白刃を抜き放ち、音もなく忍び寄って来たロッソアの歩兵達。


師団側面に夜闇に乗じて迫った歩兵に因り、夜襲が決行された。

あっという間に味方陣地に動揺が奔る。


夜襲の報に叩き起こされた若年兵達は、銃を手に取る者と逃げる者とで大混乱に陥った。

部下を掌握出来る士官は殆どおらず、我先に陣地を放棄する者に銃を構えるだけだった。


夜襲はほんの数十人で敢行されただけだったが、その奇襲に因りフェアリア軍は戦意を喪失する結果となった。

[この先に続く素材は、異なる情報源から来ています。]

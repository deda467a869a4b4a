#![allow(dead_code)] // some used for test code

use crate::AllocNN;
use crate::fat::Free;

use core::alloc::Layout;



/// Frees an allocation when dropped (e.g. while unwinding out of a panicking constructor) unless [`forget`](Self::forget)ed first.
pub struct FreeOnDrop<'a, A: Free> {
    allocator:  &'a A,
    ptr:        AllocNN,
    layout:     Layout,
}

impl<'a, A: Free> FreeOnDrop<'a, A> {
    /// ### Safety
    /// *   `ptr` must have been allocated by `allocator` with `layout`
    /// *   Nothing may access `ptr` after the guard drops, and any value written to `ptr` won't be dropped
    pub unsafe fn new(allocator: &'a A, ptr: AllocNN, layout: Layout) -> Self { Self { allocator, ptr, layout } }

    /// Disarm the guard: the allocation now belongs to someone else.
    pub fn forget(self) { core::mem::forget(self) }
}

impl<'a, A: Free> Drop for FreeOnDrop<'a, A> {
    fn drop(&mut self) {
        log::trace!("rolling back {:?} allocation at {:?}", self.layout, self.ptr);
        // SAFETY: ✔️ `ptr` was allocated by `allocator` with `layout` per `FreeOnDrop::new`'s documented safety preconditions
        unsafe { self.allocator.free(self.ptr, self.layout) }
    }
}



#[cfg(test)] std::thread_local! { static TESTER_COUNTS: [core::cell::Cell<usize>; 256] = [(); 256].map(|_| core::cell::Cell::new(0)); }

/// Tracks how many live instances exist per `data` value, and optionally panics when cloned.
#[cfg(test)] #[derive(Debug, PartialEq, Eq, Hash)] pub struct Tester {
    data:           u8,
    panic_on_clone: bool,
}

#[cfg(test)] impl Tester {
    pub fn new(data: u8) -> Self { Self::register(data, false) }
    pub fn panicky(data: u8) -> Self { Self::register(data, true) }
    pub fn get(&self) -> u8 { self.data }
    pub fn live(data: u8) -> usize { TESTER_COUNTS.with(|tc| tc[usize::from(data)].get()) }

    fn register(data: u8, panic_on_clone: bool) -> Self {
        TESTER_COUNTS.with(|tc| tc[usize::from(data)].set(tc[usize::from(data)].get() + 1));
        Self { data, panic_on_clone }
    }
}

#[cfg(test)] impl Drop for Tester {
    fn drop(&mut self) {
        let data = usize::from(self.data);
        TESTER_COUNTS.with(|tc| tc[data].set(tc[data].get().checked_sub(1).expect("count went negative, a util::drop::Tester was presumably dropped multiple times")))
    }
}

#[cfg(test)] impl Clone for Tester {
    fn clone(&self) -> Self {
        if self.panic_on_clone { panic!("Tester({}) refuses to be cloned", self.data) }
        Self::new(self.data)
    }
}

#[cfg(test)] impl Default for Tester {
    fn default() -> Self { Self::new(0) }
}
//! Rusty [ZST](https://doc.rust-lang.org/nomicon/exotic-sizes.html#zero-sized-types-zsts)-friendly allocator traits operating on [`Layout`]s

use crate::*;

use core::alloc::Layout;
use core::mem::MaybeUninit;
#[cfg(doc)] use core::ptr::NonNull;



/// Allocation functions:<br>
/// <code>[alloc_uninit](Self::alloc_uninit)(layout: [Layout]) -> [Result]&lt;[NonNull]&lt;\_&gt;, \_&gt;</code><br>
/// <code>[alloc_zeroed](Self::alloc_zeroed)(layout: [Layout]) -> [Result]&lt;[NonNull]&lt;\_&gt;, \_&gt;</code><br>
/// <br>
///
/// ## Safety
/// *   Allocations created by this trait must be freeable by this allocator's [`Free`] implementation.
/// *   Returned allocations must obey `layout` alignment and size.
/// *   Cloning the allocator must produce an allocator able to free allocations made by the original (and vice versa.)
pub unsafe trait Alloc : meta::Meta {
    /// Allocate at least `layout.size()` bytes of uninitialized memory aligned to `layout.align()`.
    ///
    /// The resulting allocation can typically be freed with <code>[Free]::[free](Free::free)</code>
    fn alloc_uninit(&self, layout: Layout) -> Result<AllocNN, Self::Error>;

    /// Allocate at least `layout.size()` bytes of zeroed memory aligned to `layout.align()`.
    ///
    /// The resulting allocation can typically be freed with <code>[Free]::[free](Free::free)</code>
    fn alloc_zeroed(&self, layout: Layout) -> Result<AllocNN0, Self::Error> {
        let alloc = self.alloc_uninit(layout)?;
        // SAFETY: ⚠️ `alloc` is non-null by type, `align` is 1/trivial, `layout.size()` was just allocated, size <= isize::MAX by Layout
        let all = unsafe { core::slice::from_raw_parts_mut(alloc.as_ptr(), layout.size()) };
        all.fill(MaybeUninit::new(0u8));
        Ok(alloc.cast())
    }
}

/// Deallocation function:<br>
/// <code>[free](Self::free)(ptr: [NonNull]&lt;\_&gt;, layout: [Layout])</code><br>
/// <br>
///
/// ## Safety
/// *   This trait must be able to free allocations made by this allocator's [`Alloc`] implementation.
pub unsafe trait Free : meta::Meta {
    /// Deallocate an allocation, `ptr`, belonging to `self`.
    ///
    /// ### Safety
    /// *   `ptr` must belong to `self`
    /// *   `ptr` will no longer be accessible after free
    /// *   `layout` must exactly match the [`Layout`] used to successfully allocate `ptr`
    unsafe fn free(&self, ptr: AllocNN, layout: Layout);
}



#[allow(clippy::undocumented_unsafe_blocks)] // SAFETY: ✔️ same trait, same prereqs
unsafe impl<'a, A: Alloc> Alloc for &'a A {
    fn alloc_uninit(&self, layout: Layout) -> Result<AllocNN,  Self::Error> { A::alloc_uninit(self, layout) }
    fn alloc_zeroed(&self, layout: Layout) -> Result<AllocNN0, Self::Error> { A::alloc_zeroed(self, layout) }
}

#[allow(clippy::undocumented_unsafe_blocks)] // SAFETY: ✔️ same trait, same prereqs
unsafe impl<'a, A: Free> Free for &'a A {
    unsafe fn free(&self, ptr: AllocNN, layout: Layout) { unsafe { A::free(self, ptr, layout) } }
}



/// Testing functions to verify implementations of [`fat`] traits.
#[cfg(test)] pub mod test {
    use super::*;

    /// Assert that [`Meta::ZST_SUPPORTED`](meta::Meta::ZST_SUPPORTED) accurately reports if `A` supports ZSTs
    #[track_caller] pub fn zst_supported_accurate<A: Alloc + Free>(allocator: A) {
        let layout = Layout::new::<()>();
        let alloc = allocator.alloc_uninit(layout);
        assert_eq!(alloc.is_ok(), A::ZST_SUPPORTED, "alloc = {alloc:?}, ZST_SUPPORTED = {}", A::ZST_SUPPORTED);
        // SAFETY: ✔️ `alloc` was just allocated by `allocator` with `layout`
        if let Ok(alloc) = alloc { unsafe { allocator.free(alloc, layout) } }
    }

    /// Assert that allocations respect requested alignments up to [`Meta::MAX_ALIGN`](meta::Meta::MAX_ALIGN) (capped at 4 KiB)
    #[track_caller] pub fn alignment<A: Alloc + Free>(allocator: A) {
        let mut align = 1;
        while align <= A::MAX_ALIGN.as_usize().min(4096) {
            for size in [1, align, align+1, 3*align] {
                let Ok(layout) = Layout::from_size_align(size, align) else { continue };
                let alloc = allocator.alloc_uninit(layout).unwrap_or_else(|err| panic!("unable to allocate {layout:?}: {err:?}"));
                assert_eq!(alloc.as_ptr() as usize % align, 0, "{layout:?} allocated at misaligned {alloc:?}");
                // SAFETY: ✔️ `alloc` was just allocated by `allocator` with `layout`
                unsafe { allocator.free(alloc, layout) };
            }
            align *= 2;
        }
    }

    /// Assert that [`Alloc::alloc_zeroed`] actually zeroes memory
    #[track_caller] pub fn zeroed_alloc<A: Alloc + Free>(allocator: A) {
        for size in [1, 7, 64, 4096] {
            let Ok(layout) = Layout::from_size_align(size, 1) else { continue };
            let alloc = allocator.alloc_zeroed(layout).unwrap_or_else(|err| panic!("unable to allocate {layout:?}: {err:?}"));
            // SAFETY: ✔️ `alloc` was just allocated (and zeroed) with `size` bytes
            let bytes = unsafe { core::slice::from_raw_parts(alloc.as_ptr(), size) };
            assert!(bytes.iter().all(|b| *b == 0), "alloc_zeroed({layout:?}) returned nonzero bytes");
            // SAFETY: ✔️ `alloc` was just allocated by `allocator` with `layout`
            unsafe { allocator.free(alloc.cast(), layout) };
        }
    }
}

陣地を無断で放棄した者には厳罰が下される・・・筈だった。

だが、厳罰を下す筈の司令部要員達が逃げたのでは話にもならない。


夜襲に気付いた勇敢な者達に因り、陣地崩壊だけは免れたのだが・・・



「何だろうルビ、なにか嫌な予感がする・・・」


「ロゼ、何も考えるな。俺達は生き残る事だけを考えれば良いんだ」


夜が開け放たれる前。

夜の間には観えなかった味方陣地を観て。


「間も無く奴等が攻め寄せて来る・・・なのに」


「ああ、いよいよだな。俺達が生き残れるか、味方も当てにならない」


ロゼが心配するのを、励ます事さえ出来なくなった。


俺達の後ろに在った陣地の大半が放棄されているのを観たから。

いつの間にか居なくなった味方に、やり場のない怒りさえも覚えて。


「どうしよう・・・ルビ。

 此処に居るのはアタシ達と同じ、取り残された人達だけよ?」


彼等に戦意があるのなら。

彼等と共に闘うのなら・・・


だが。


戦場はあくまでも非情だった。

俺達がどうする事も出来ずにいた頃には。



「「 ウラー ウラーッ! 」」


ロッソア軍の突撃する歓声が津波のように押し寄せて来たんだ・・・


ルビ達の前に再び地獄の門が開かれる。

戦場に安息なんて在りはしないのだから・・・


突然の弾が襲い掛かって来たとき。

俺は意識を奪われてしまう。

そして、俺は来てしまうのだった。

あの霧の中へと。


次回 霧中むちゅう

君の先祖は何者だったのだ?その霧の中で見たモノとは?!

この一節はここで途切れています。